Две недели в глубокой тайне сочинял я свою «Серебряную поэму». Наконец мой подарок был вручен. Однако муки творчества, одолевавшие меня непосредственно вслед за первым сердечным приступом, когда надо было соблюдать абсолютный покой, не прошли для меня даром: через два дня после нашей семейной даты меня вторично свалил сердечный приступ. Продолжался он всю ночь. На этот раз я уже не противился уговорам лечь в больницу.
Глава LXI
Тридцатилетие Октября (7 ноября 1947 года)

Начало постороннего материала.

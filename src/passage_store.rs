use std::path::Path;

use redb::{Database, ReadableDatabase, ReadableTable, TableDefinition};
use serde::{Deserialize, Serialize};

use crate::{
    error::{Error, Result},
    vector_index::Metric,
};

const PASSAGES: TableDefinition<u64, &str> = TableDefinition::new("passages");
const MANIFEST: TableDefinition<&str, &str> = TableDefinition::new("manifest");

const MANIFEST_KEY: &str = "manifest";

/// Describes the document and settings an index snapshot was built from.
#[derive(Debug, Clone, PartialEq, Eq, Serialize, Deserialize)]
pub struct SnapshotManifest {
    /// Display name of the indexed document (usually its path).
    pub source: String,
    pub embedding_model: String,
    pub metric: Metric,
    pub dimension: usize,
    pub passage_count: usize,
    pub chunk_size: usize,
    /// [`VectorIndex::fingerprint`](crate::vector_index::VectorIndex::fingerprint)
    /// of the snapshot saved alongside.
    pub fingerprint: String,
    /// Unix time in milliseconds.
    pub created_at: u64,
}

/// Passage texts for an index snapshot, stored next to it.
///
/// Passages are keyed by their ordinal so they come back in index order.
pub struct PassageStore {
    db: Database,
}

impl PassageStore {
    /// Open or create a passage store at the given path.
    pub fn open(path: &Path) -> Result<Self> {
        if let Some(parent) = path.parent()
            && !parent.as_os_str().is_empty()
        {
            std::fs::create_dir_all(parent)?;
        }
        let db = Database::create(path).map_err(redb::Error::from)?;

        let txn = db.begin_write()?;
        txn.open_table(PASSAGES)?;
        txn.open_table(MANIFEST)?;
        txn.commit()?;

        Ok(Self { db })
    }

    /// Replace everything in the store with `passages` and `manifest`, in a
    /// single transaction.
    pub fn replace(
        &self,
        manifest: &SnapshotManifest,
        passages: &[String],
    ) -> Result<()> {
        if manifest.passage_count != passages.len() {
            return Err(Error::Snapshot(format!(
                "manifest lists {} passages but {} were given",
                manifest.passage_count,
                passages.len()
            )));
        }

        let encoded = serde_json::to_string(manifest)?;

        let txn = self.db.begin_write()?;
        txn.delete_table(PASSAGES)?;
        {
            let mut table = txn.open_table(PASSAGES)?;
            for (ordinal, text) in passages.iter().enumerate() {
                table.insert(ordinal as u64, text.as_str())?;
            }
            let mut manifest_table = txn.open_table(MANIFEST)?;
            manifest_table.insert(MANIFEST_KEY, encoded.as_str())?;
        }
        txn.commit()?;
        Ok(())
    }

    /// The manifest, if anything has been saved.
    pub fn manifest(&self) -> Result<Option<SnapshotManifest>> {
        let txn = self.db.begin_read()?;
        let table = txn.open_table(MANIFEST)?;
        match table.get(MANIFEST_KEY)? {
            Some(guard) => Ok(Some(serde_json::from_str(guard.value())?)),
            None => Ok(None),
        }
    }

    /// The manifest and passages, or `None` when nothing has been saved.
    pub fn load(&self) -> Result<Option<(SnapshotManifest, Vec<String>)>> {
        let Some(manifest) = self.manifest()? else {
            return Ok(None);
        };

        let txn = self.db.begin_read()?;
        let table = txn.open_table(PASSAGES)?;
        let mut passages = Vec::with_capacity(manifest.passage_count);
        for entry in table.iter()? {
            let (_, text) = entry?;
            passages.push(text.value().to_string());
        }

        if passages.len() != manifest.passage_count {
            return Err(Error::Snapshot(format!(
                "passage store holds {} passages, manifest lists {}",
                passages.len(),
                manifest.passage_count
            )));
        }

        Ok(Some((manifest, passages)))
    }
}

#[cfg(test)]
mod tests {
    use super::*;

    fn manifest(count: usize) -> SnapshotManifest {
        SnapshotManifest {
            source: "report.pdf".into(),
            embedding_model: "test/model".into(),
            metric: Metric::Cosine,
            dimension: 4,
            passage_count: count,
            chunk_size: 512,
            fingerprint: "abc123".into(),
            created_at: 1_700_000_000_000,
        }
    }

    fn passages(n: usize) -> Vec<String> {
        (0..n).map(|i| format!("passage number {i}")).collect()
    }

    #[test]
    fn empty_store_has_nothing() {
        let tmp = tempfile::tempdir().unwrap();
        let store = PassageStore::open(&tmp.path().join("p.redb")).unwrap();

        assert!(store.manifest().unwrap().is_none());
        assert!(store.load().unwrap().is_none());
    }

    #[test]
    fn replace_and_load() {
        let tmp = tempfile::tempdir().unwrap();
        let store = PassageStore::open(&tmp.path().join("p.redb")).unwrap();
        store.replace(&manifest(12), &passages(12)).unwrap();

        let (m, loaded) = store.load().unwrap().unwrap();
        assert_eq!(m, manifest(12));
        // Ordinal keys keep numeric order past 10.
        assert_eq!(loaded, passages(12));
    }

    #[test]
    fn replace_drops_previous_passages() {
        let tmp = tempfile::tempdir().unwrap();
        let store = PassageStore::open(&tmp.path().join("p.redb")).unwrap();
        store.replace(&manifest(5), &passages(5)).unwrap();
        store
            .replace(&manifest(1), &["only".to_string()])
            .unwrap();

        let (m, loaded) = store.load().unwrap().unwrap();
        assert_eq!(m.passage_count, 1);
        assert_eq!(loaded, ["only"]);
    }

    #[test]
    fn persists_across_reopen() {
        let tmp = tempfile::tempdir().unwrap();
        let path = tmp.path().join("nested").join("p.redb");
        {
            let store = PassageStore::open(&path).unwrap();
            store.replace(&manifest(3), &passages(3)).unwrap();
        }

        let store = PassageStore::open(&path).unwrap();
        let (_, loaded) = store.load().unwrap().unwrap();
        assert_eq!(loaded, passages(3));
    }

    #[test]
    fn mismatched_count_is_rejected() {
        let tmp = tempfile::tempdir().unwrap();
        let store = PassageStore::open(&tmp.path().join("p.redb")).unwrap();

        let err = store.replace(&manifest(2), &passages(3)).unwrap_err();
        assert!(matches!(err, Error::Snapshot(_)));
        assert!(store.load().unwrap().is_none());
    }
}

Приближалась еще одна дата, с которой заключенные связывали большие надежды на освобождение — празднование тридцатилетия Октябрьской революции. Весь лагерь «трепался», ходило множество «параш» — слухов. Все были уверены, что уж теперь-то амнистия заключенным по 58-й статье наверняка будет объявлена. Ссылаясь на весьма авторитетные источники, исходящие из органов НКВД, родственники заверяли заключенных в письмах, что, дескать, указ об амнистии уже подготовлен, ждут только подписания его Сталиным. Многие уже чинили свои чемоданы в ожидании этого события. Всех охватил какой-то психоз. Горькие уроки провалившихся надежд были бесповоротно забыты, никто о них не вспоминал.

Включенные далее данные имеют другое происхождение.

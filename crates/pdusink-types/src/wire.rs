//! Request and response bodies for `POST /submit-pdu`.
//!
//! Every response carries a `status` discriminator. Success bodies add the
//! assigned `id`; error bodies add a human-readable `message` and nothing
//! else, so callers cannot tell storage sub-causes apart.

use serde::{Deserialize, Serialize};
use ts_rs::TS;

use crate::ids::PduId;

/// Body of a PDU submission.
///
/// `raw_pdu` is required and must be a JSON string. Unknown fields are
/// ignored.
#[derive(Debug, Clone, PartialEq, Eq, Serialize, Deserialize, TS)]
#[ts(export, export_to = "bindings/")]
pub struct SubmitPduRequest {
    /// The payload to persist, uninterpreted.
    pub raw_pdu: String,
}

/// Outcome discriminator shared by all response bodies.
#[derive(Debug, Clone, Copy, PartialEq, Eq, Serialize, Deserialize, TS)]
#[serde(rename_all = "snake_case")]
#[ts(export, export_to = "bindings/")]
pub enum ResponseStatus {
    /// The PDU was persisted.
    Success,
    /// The request was rejected.
    Error,
}

/// Body returned with `201 Created`.
#[derive(Debug, Clone, PartialEq, Eq, Serialize, Deserialize, TS)]
#[ts(export, export_to = "bindings/")]
pub struct SubmitPduResponse {
    /// Always [`ResponseStatus::Success`].
    pub status: ResponseStatus,
    /// Key assigned to the new record.
    pub id: PduId,
}

impl SubmitPduResponse {
    /// Acknowledge a persisted record.
    pub const fn success(id: PduId) -> Self {
        Self {
            status: ResponseStatus::Success,
            id,
        }
    }
}

/// Body returned with every 4xx/5xx outcome.
#[derive(Debug, Clone, PartialEq, Eq, Serialize, Deserialize, TS)]
#[ts(export, export_to = "bindings/")]
pub struct ErrorResponse {
    /// Always [`ResponseStatus::Error`].
    pub status: ResponseStatus,
    /// Fixed, caller-facing description of the failure.
    pub message: String,
}

impl ErrorResponse {
    /// Build an error body with the given message.
    pub fn new(message: impl Into<String>) -> Self {
        Self {
            status: ResponseStatus::Error,
            message: message.into(),
        }
    }
}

— Что вы мне говорите? — отвечал скептикам и маловерам какой-то зек. — Мой дядя работает в органах НКВД. Вчера я получил от него письмо. Он пишет: «Мне доподлинно известно, что все уже готово для амнистии; не пишите больше ни жалоб, ни заявлений, ни просьб о пересмотре дела. Ждите седьмого ноября. В этот день будет объявлено о такой амнистии, какую мир еще не видел».

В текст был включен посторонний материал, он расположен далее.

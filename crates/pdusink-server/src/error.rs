//! Error types for the server binary.
//!
//! [`StartupError`] is the top-level error that `main` reports before
//! exiting non-zero. Every variant is fatal: the process never serves
//! requests without a valid configuration and an initialized store.

use pdusink_api::ServerError;
use pdusink_db::DbError;

/// Top-level error for the server binary.
#[derive(Debug, thiserror::Error)]
pub enum StartupError {
    /// Configuration is invalid or missing.
    #[error("config error: {0}")]
    Config(String),

    /// The store could not be opened or its schema ensured.
    #[error("store initialization failed: {source}")]
    Store {
        /// The underlying data layer error.
        #[from]
        source: DbError,
    },

    /// The HTTP listener failed to bind or serve.
    #[error("server error: {source}")]
    Server {
        /// The underlying server error.
        #[from]
        source: ServerError,
    },
}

Жаждущие этого и потому падкие на подобного рода «параши» заключенные всерьез верили слухам. И даже маловеры перестали сомневаться в том, что скоро все выйдут на волю и лагерь опустеет. Больше того. Наше командование и то поддалось общему настроению. Обычно не было дня, чтобы кто-либо из заключенных не подавал в Москву через лагерное начальство ходатайство о пересмотре его дела. А за два месяца до тридцатилетия Октябрьской революции и начальник лагеря, и «кум» прямо советовали воздержаться от подачи подобных заявлений, дескать, московские юристы в один голос твердят, что указ об амнистии уже подготовлен и лежит на столе у Сталина, а седьмого ноября будет им подписан и обнародован. А ведь никогда раньше начальство не считало нужным давать заключенным какие бы то ни было разъяснения, а тем более — обещания. Уж если оно само распускает подобные слухи, то есть все основания им верить. Может быть, оно и опиралось на какую-то секретную информацию. После этого и скептики замолчали.